Three years later Piccard moved to the University of Brussels, where he accepted a newly created position in the physics department. He had studied cosmic rays and was attempting to design an experiment in which he would ascend to more than 16,000 meters (52,493 ft) in order to gather more data on the subject. It was clear to him that such high altitudes would require specialized equipment so that the trip would be a success. In 1930 Piccard designed and built a round aluminum capsule, or gondola, which had the capacity to be pressurized to the air pressure at approximately sea level. The gondola was also equipped to reuse the air supply inside, and the balloon itself was large enough so that it was not necessary to have it completely filled before lifting off the ground. On May 27, 1931, Piccard and a partner became the first humans to reach the stratosphere by ascending to 51,961 feet (15,781 m) after lifting off from Augsburg, Germany; the air pressure at this altitude is approximately one-tenth that of the air pressure at sea level.

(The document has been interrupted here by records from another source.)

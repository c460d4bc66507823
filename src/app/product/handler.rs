//! 商品处理器

use axum::{
    body::Bytes,
    extract::{rejection::PathRejection, Path, State},
    http::StatusCode,
    response::Json,
};
use tracing::info;

use super::{
    model::{Product, ProductPayload},
    service::ProductService,
};
use crate::core::{error::CoreError, response::MessageResponse};

#[derive(Clone)]
pub struct AppState {
    pub product_service: ProductService,
}

/// 无法解析的 id 与不存在的 id 同样处理
async fn load_product(
    service: &ProductService,
    id: Result<Path<i64>, PathRejection>,
) -> Result<Product, CoreError> {
    let not_found = || CoreError::NotFound("商品未找到".to_string());
    let Path(id) = id.map_err(|_| not_found())?;
    service.find_by_id(id).await?.ok_or_else(not_found)
}

/// 按 JSON 解码请求体，不检查 Content-Type
fn parse_payload(body: &[u8]) -> Result<ProductPayload, CoreError> {
    serde_json::from_slice(body)
        .map_err(|e| CoreError::BadRequest(format!("请求数据无效: {}", e)))
}

pub async fn list_products(
    State(state): State<AppState>,
) -> Result<Json<Vec<Product>>, CoreError> {
    let products = state.product_service.find_all().await?;
    Ok(Json(products))
}

pub async fn create_product(
    State(state): State<AppState>,
    body: Bytes,
) -> Result<(StatusCode, Json<Product>), CoreError> {
    let payload = parse_payload(&body)?;
    let product = state.product_service.create(payload).await?;

    info!("已创建商品: {} ({})", product.product, product.id);
    Ok((StatusCode::CREATED, Json(product)))
}

/// 先确认商品存在，再解析请求体
pub async fn update_product(
    State(state): State<AppState>,
    id: Result<Path<i64>, PathRejection>,
    body: Bytes,
) -> Result<Json<Product>, CoreError> {
    let mut product = load_product(&state.product_service, id).await?;
    product.apply(parse_payload(&body)?);
    state.product_service.save(&product).await?;

    info!("已更新商品: {} ({})", product.product, product.id);
    Ok(Json(product))
}

pub async fn delete_product(
    State(state): State<AppState>,
    id: Result<Path<i64>, PathRejection>,
) -> Result<Json<MessageResponse>, CoreError> {
    let product = load_product(&state.product_service, id).await?;
    state.product_service.delete(product.id).await?;

    info!("已删除商品: {}", product.id);
    Ok(Json(MessageResponse::new("商品已删除")))
}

Piccard ascended to a record-breaking height of 55,563 ft (16,940 m) on August 18, 1932, this time in a balloon furnished with a radio. Following this event Piccard shifted his time and energies to conquering the depths of the sea.
Using the principles he had developed with the pressurized gondola for the stratospheric balloon trip, Piccard designed a pressurized capsule able to dive to the deepest depths of the ocean, an invention which he called the bathyscaphe. The term bathyscaphe comes from the Greek terms bathos, meaning "deep," and scaphos, meaning "ship." The gondola in this case was suspended beneath a tank filled with gasoline, which is "lighter" than water, thereby forming a virtual underwater balloon. Weights, or ballast, would cause the bathyscaphe to dive; the ballast would be released at the end of the dive so the bathyscaphe could return to the surface.
The bathyscaphe was not completed until 1948. In October of that year it was tested in an unmanned dive off the Cape Verde Islands; the dive was not a success. In 1953, Piccard and his son, Jacques, in a new and improved bathyscaphe named Trieste, dove to the depth of 10,330 feet (3,149 m) in the Adriatic Sea. In 1956, Auguste Piccard achieved a dive of 12,500 feet (3,810 m) in the same region. Following this success, the Piccards set their objective as the Mariana Trench. This is where the deepest known spot in the world, Challenger Deep, is located. The Mariana Trench is a 1,835-mile-long (2,953-km-long) depression along the Pacific Ocean floor; the Challenger Deep is about 200 miles (322 km) south of Guam and is approximately 36,200 feet (11,034 m) down.
On January 23, 1960, Piccard's dream was realized. His son, Jacques, with a United States Navy lieutenant, descended in the bathyscaphe Trieste to 35,800 feet (10,912 m) in the Mariana Trench off Guam. Auguste Piccard died in Lausanne, Switzerland, on March 24, 1962.